Records from a data source
##############################

//! Memory pairs: flip two tiles, keep them if they match.
//!
//! [`game`] holds the headless core. [`services`] provides images, score
//! recording and preference storage. The GTK front end lives in `ui`
//! behind the `gui` feature.
pub mod config;
pub mod game;
pub mod services;

#[cfg(feature = "gui")]
pub mod ui;
//! Error types raised by the core when a round cannot be set up.
//!
//! Ignored input (clicks while locked, stale timer wakeups) is not an error
//! and never surfaces here.
use std::time::Duration;

use thiserror::Error;

use super::tile::ImageId;
use crate::services::images::SourceError;

pub type Result<T> = std::result::Result<T, GameError>;

#[derive(Debug, Error, PartialEq, Eq)]
pub enum BoardError {
    #[error("unsupported board size {0}; expected one of 4, 6")]
    UnsupportedBoardSize(u8),

    #[error("a {dimension}x{dimension} board needs {expected} distinct images, got {actual}")]
    ImageCount {
        dimension: u8,
        expected: usize,
        actual: usize,
    },

    #[error("image `{0}` was supplied more than once")]
    DuplicateImage(ImageId),
}

/// Rejected [`Timing`](super::timer::Timing) values.
#[derive(Debug, Error, PartialEq, Eq)]
pub enum TimingError {
    #[error("the {0} tick interval must be non-zero")]
    ZeroTick(&'static str),

    #[error("match delay {match_delay:?} must be shorter than the flip countdown {flip_duration:?}")]
    MatchDelayTooLong {
        match_delay: Duration,
        flip_duration: Duration,
    },
}

#[derive(Debug, Error)]
pub enum GameError {
    #[error("invalid round configuration")]
    InvalidConfiguration(#[from] BoardError),

    #[error("invalid timing")]
    InvalidTiming(#[from] TimingError),

    #[error("image source failed")]
    ImageSource(#[from] SourceError),
}
//! Score recording and the top-scores list.
use std::fs;
use std::path::{Path, PathBuf};
use std::sync::{Arc, Mutex, PoisonError};
use std::thread::JoinHandle;
use std::time::{SystemTime, UNIX_EPOCH};

use reqwest::blocking::Client;
use serde::{Deserialize, Serialize};
use thiserror::Error;
use tracing::{debug, info, warn};

use super::http;
use super::images::ImageSourceKind;
use crate::config::{Color, SessionContext};
use crate::game::board::BoardSize;
use crate::game::score::RoundSummary;

/// Entries shown on the leaderboard.
pub const SHOWN_ENTRIES: usize = 5;
/// Entries kept in the local file.
pub const LOCAL_CAPACITY: usize = 10;
pub const LOCAL_LABEL: &str = "Local";

#[derive(Debug, Error)]
pub enum RecorderError {
    #[error("failed to access {path}")]
    Io {
        path: PathBuf,
        #[source]
        source: std::io::Error,
    },

    #[error("leaderboard data is malformed")]
    Json(#[from] serde_json::Error),

    #[error("leaderboard request failed")]
    Http(#[from] reqwest::Error),
}

#[derive(Clone, Debug, PartialEq)]
pub struct LeaderboardEntry {
    pub rank: usize,
    pub label: String,
    pub score: f64,
    pub moves: Option<u32>,
    pub time_secs: Option<u64>,
    pub board_size: Option<u8>,
}

/// Receives finished rounds. `record` never fails from the caller's point
/// of view; implementations log their own problems.
pub trait ScoreRecorder: Send + Sync {
    fn record(&self, summary: &RoundSummary);

    /// Blocks until work started by earlier `record` calls has finished.
    fn flush(&self) {}

    /// Best scores first, ranked from 1, at most [`SHOWN_ENTRIES`].
    fn top_scores(&self) -> Result<Vec<LeaderboardEntry>, RecorderError>;
}

fn ranked(mut entries: Vec<LeaderboardEntry>) -> Vec<LeaderboardEntry> {
    entries.sort_by(|a, b| b.score.total_cmp(&a.score));
    entries.truncate(SHOWN_ENTRIES);
    for (i, entry) in entries.iter_mut().enumerate() {
        entry.rank = i + 1;
    }
    entries
}

#[derive(Clone, Debug, PartialEq, Serialize, Deserialize)]
struct StoredScore {
    score: f64,
    moves: u32,
    time: u64,
    board_size: BoardSize,
    recorded_at: u64,
}

/// Best scores on this machine, kept in a JSON file.
#[derive(Debug)]
pub struct LocalLeaderboard {
    path: PathBuf,
    scores: Arc<Mutex<Vec<StoredScore>>>,
    file: Arc<Mutex<()>>,
    saves: Mutex<Vec<JoinHandle<()>>>,
}

impl LocalLeaderboard {
    /// Opens the file at `path`. A missing or unreadable file starts an
    /// empty board.
    pub fn open(path: impl Into<PathBuf>) -> Self {
        let path = path.into();
        let scores = match load_scores(&path) {
            Ok(scores) => scores,
            Err(err) => {
                warn!(path = %path.display(), "starting with an empty local leaderboard: {err}");
                Vec::new()
            }
        };
        Self {
            path,
            scores: Arc::new(Mutex::new(scores)),
            file: Arc::new(Mutex::new(())),
            saves: Mutex::new(Vec::new()),
        }
    }

    pub fn path(&self) -> &Path {
        &self.path
    }

    /// Writes the scores on a background thread. Writers take the file lock
    /// before reading the list, so the last save holds the newest scores.
    fn save_in_background(&self) {
        let path = self.path.clone();
        let scores = Arc::clone(&self.scores);
        let file = Arc::clone(&self.file);
        let spawned = std::thread::Builder::new()
            .name("score-save".into())
            .spawn(move || write_scores(&path, &scores, &file));

        let mut saves = self.saves.lock().unwrap_or_else(PoisonError::into_inner);
        saves.retain(|handle| !handle.is_finished());
        match spawned {
            Ok(handle) => saves.push(handle),
            Err(err) => {
                warn!("could not start leaderboard save, writing inline: {err}");
                write_scores(&self.path, &self.scores, &self.file);
            }
        }
    }
}

fn write_scores(path: &Path, scores: &Mutex<Vec<StoredScore>>, file: &Mutex<()>) {
    let _file = file.lock().unwrap_or_else(PoisonError::into_inner);
    let snapshot = scores.lock().unwrap_or_else(PoisonError::into_inner).clone();
    if let Err(err) = save_scores(path, &snapshot) {
        warn!(path = %path.display(), "could not save local leaderboard: {err}");
    }
}

fn save_scores(path: &Path, scores: &[StoredScore]) -> Result<(), RecorderError> {
    let io_err = |source| RecorderError::Io {
        path: path.to_path_buf(),
        source,
    };
    if let Some(parent) = path.parent() {
        fs::create_dir_all(parent).map_err(io_err)?;
    }
    let json = serde_json::to_string_pretty(scores)?;
    fs::write(path, json).map_err(io_err)
}

fn load_scores(path: &Path) -> Result<Vec<StoredScore>, RecorderError> {
    let raw = match fs::read_to_string(path) {
        Ok(raw) => raw,
        Err(err) if err.kind() == std::io::ErrorKind::NotFound => return Ok(Vec::new()),
        Err(source) => {
            return Err(RecorderError::Io {
                path: path.to_path_buf(),
                source,
            });
        }
    };
    Ok(serde_json::from_str(&raw)?)
}

impl ScoreRecorder for LocalLeaderboard {
    fn record(&self, summary: &RoundSummary) {
        let mut scores = self.scores.lock().unwrap_or_else(PoisonError::into_inner);
        scores.push(StoredScore {
            score: summary.score,
            moves: summary.moves,
            time: summary.elapsed_secs(),
            board_size: summary.board_size,
            recorded_at: SystemTime::now()
                .duration_since(UNIX_EPOCH)
                .map(|d| d.as_secs())
                .unwrap_or_default(),
        });
        scores.sort_by(|a, b| b.score.total_cmp(&a.score));
        scores.truncate(LOCAL_CAPACITY);
        drop(scores);
        self.save_in_background();
    }

    fn flush(&self) {
        let pending = std::mem::take(&mut *self.saves.lock().unwrap_or_else(PoisonError::into_inner));
        for handle in pending {
            if handle.join().is_err() {
                warn!(path = %self.path.display(), "leaderboard save thread panicked");
            }
        }
    }

    fn top_scores(&self) -> Result<Vec<LeaderboardEntry>, RecorderError> {
        let scores = self.scores.lock().unwrap_or_else(PoisonError::into_inner);
        Ok(ranked(
            scores
                .iter()
                .map(|s| LeaderboardEntry {
                    rank: 0,
                    label: LOCAL_LABEL.to_string(),
                    score: s.score,
                    moves: Some(s.moves),
                    time_secs: Some(s.time),
                    board_size: Some(s.board_size.dimension()),
                })
                .collect(),
        ))
    }
}

/// Body of `POST /game/save`.
#[derive(Clone, Debug, Serialize)]
struct SavedGame {
    id: String,
    score: f64,
    moves: u32,
    time: u64,
    #[serde(rename = "boardSize")]
    board_size: u8,
    api: ImageSourceKind,
    color_found: Color,
    color_closed: Color,
}

impl SavedGame {
    fn new(player_id: &str, summary: &RoundSummary) -> Self {
        Self {
            id: player_id.to_string(),
            score: summary.score,
            moves: summary.moves,
            time: summary.elapsed_secs(),
            board_size: summary.board_size.dimension(),
            api: summary.image_source,
            color_found: summary.palette.matched.clone(),
            color_closed: summary.palette.closed.clone(),
        }
    }
}

#[derive(Debug, Deserialize)]
struct RemoteScore {
    username: Option<String>,
    score: f64,
    moves: Option<u32>,
    time: Option<u64>,
    #[serde(rename = "boardSize")]
    board_size: Option<u8>,
}

impl From<RemoteScore> for LeaderboardEntry {
    fn from(remote: RemoteScore) -> Self {
        Self {
            rank: 0,
            label: remote.username.unwrap_or_else(|| "Anonymous".to_string()),
            score: remote.score,
            moves: remote.moves,
            time_secs: remote.time,
            board_size: remote.board_size,
        }
    }
}

/// Shared leaderboard on the game backend.
#[derive(Clone, Debug)]
pub struct RemoteLeaderboard {
    client: Client,
    session: SessionContext,
}

impl RemoteLeaderboard {
    pub fn new(client: Client, session: SessionContext) -> Self {
        Self { client, session }
    }

    fn upload(client: &Client, url: &str, token: &str, body: &SavedGame) -> Result<(), RecorderError> {
        client
            .post(url)
            .bearer_auth(token)
            .json(body)
            .send()?
            .error_for_status()?;
        Ok(())
    }
}

impl ScoreRecorder for RemoteLeaderboard {
    fn record(&self, summary: &RoundSummary) {
        let Some((token, player_id)) = self.session.score_identity() else {
            info!("no token or player id, skipping remote score save");
            return;
        };
        let body = SavedGame::new(player_id, summary);
        let url = http::endpoint(&self.session.api_url, "game/save");
        let client = self.client.clone();
        let token = token.to_string();

        let spawned = std::thread::Builder::new()
            .name("score-upload".into())
            .spawn(move || match Self::upload(&client, &url, &token, &body) {
                Ok(()) => debug!(score = body.score, "score saved to backend"),
                Err(err) => warn!(%url, "failed to save score: {err}"),
            });
        if let Err(err) = spawned {
            warn!("could not start score upload: {err}");
        }
    }

    fn top_scores(&self) -> Result<Vec<LeaderboardEntry>, RecorderError> {
        let url = http::endpoint(&self.session.api_url, "memory/top-scores");
        let request = http::with_bearer(self.client.get(&url), self.session.token.as_deref());
        let scores: Vec<RemoteScore> = request.send()?.error_for_status()?.json()?;
        Ok(ranked(scores.into_iter().map(LeaderboardEntry::from).collect()))
    }
}

/// Fans every summary out to all recorders. `top_scores` answers from the
/// first recorder that succeeds, in insertion order.
#[derive(Clone, Default)]
pub struct RecorderSet {
    recorders: Vec<Arc<dyn ScoreRecorder>>,
}

impl RecorderSet {
    pub fn new() -> Self {
        Self::default()
    }

    pub fn with(mut self, recorder: Arc<dyn ScoreRecorder>) -> Self {
        self.recorders.push(recorder);
        self
    }
}

impl ScoreRecorder for RecorderSet {
    fn record(&self, summary: &RoundSummary) {
        for recorder in &self.recorders {
            recorder.record(summary);
        }
    }

    fn flush(&self) {
        for recorder in &self.recorders {
            recorder.flush();
        }
    }

    fn top_scores(&self) -> Result<Vec<LeaderboardEntry>, RecorderError> {
        let mut last_error = None;
        for recorder in &self.recorders {
            match recorder.top_scores() {
                Ok(entries) => return Ok(entries),
                Err(err) => {
                    warn!("top scores unavailable, trying next recorder: {err}");
                    last_error = Some(err);
                }
            }
        }
        match last_error {
            Some(err) => Err(err),
            None => Ok(Vec::new()),
        }
    }
}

##############################

EXERCISE DESCRIPTION: Beginning at the line with "not start leaderboard" and ending at the line with "fn save_scores(path: &Path, scores: &[StoredScore])", reproduce each line of the data above exactly, and add no other lines.

RESPONSE:
                warn!("could not start leaderboard save, writing inline: {err}");
                write_scores(&self.path, &self.scores, &self.file);
            }
        }
    }
}

fn write_scores(path: &Path, scores: &Mutex<Vec<StoredScore>>, file: &Mutex<()>) {
    let _file = file.lock().unwrap_or_else(PoisonError::into_inner);
    let snapshot = scores.lock().unwrap_or_else(PoisonError::into_inner).clone();
    if let Err(err) = save_scores(path, &snapshot) {
        warn!(path = %path.display(), "could not save local leaderboard: {err}");
    }
}

fn save_scores(path: &Path, scores: &[StoredScore]) -> Result<(), RecorderError> {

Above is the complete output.